# Pairwise Comparison of Low-dimensional Embeddings In A Tensor

Building the tree attention requires organizing a beam of candidate token sequences into a prefix
tree so to remove redundant common prefixes.  This invention relies on a widely applicable trick:
[pairwise comparison of elements, rows, etc. in a tensor](https://shorturl.at/cHU27). This notebook
explains this trick.

## Pairwise Compare Elements in a Vector

The most basic form of comparison is when the input is a vector of elements.
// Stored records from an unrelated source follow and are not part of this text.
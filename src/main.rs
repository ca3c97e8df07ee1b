mod cli;
mod commands;
mod extract;
mod fetch;
mod model;
mod output;
mod store;
mod util;

use anyhow::Result;
use clap::Parser;
use tracing::error;
use tracing_subscriber::EnvFilter;

use crate::cli::{Cli, Commands};

fn main() {
    init_tracing();

    if let Err(err) = run() {
        error!(error = %err, "command failed");
        for cause in err.chain().skip(1) {
            error!(cause = %cause, "caused by");
        }
        std::process::exit(1);
    }
}

fn run() -> Result<()> {
    let cli = Cli::parse();

    match cli.command {
        Commands::Scrape(args) => commands::scrape::run(args),
        Commands::Parse(args) => commands::parse::run(args),
        Commands::Review(args) => commands::review::run(args),
        Commands::Status(args) => commands::status::run(args),
        Commands::DeleteAct(args) => commands::delete_act::run(args),
    }
}

fn init_tracing() {
    let env_filter = EnvFilter::try_from_default_env().unwrap_or_else(|_| EnvFilter::new("info"));

    tracing_subscriber::fmt()
        .with_env_filter(env_filter)
        .with_target(false)
        .with_writer(std::io::stderr)
        .init();
}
Assume we want to
compare pairwise elements in the following vector l.

```python
import torch

b = torch.tensor([1, 2, 3, 3])
```

We could imagine that the result should be the following:

```
    1     2      3      3
 [[True, False, False, False],  1
  [False, True, False, False],  2
  [False, False, True, True],   3
  [False, False, True, True]]   3
```

To achieve the desired result, we must compare the first element 1 with all of the elements
\[1,2,3,3\], the second element 2 with \[1,2,3,3\], the third element 3 with \[1,2,3,3\], and the
fourth element 3 (again) with \[1,2,3,3\].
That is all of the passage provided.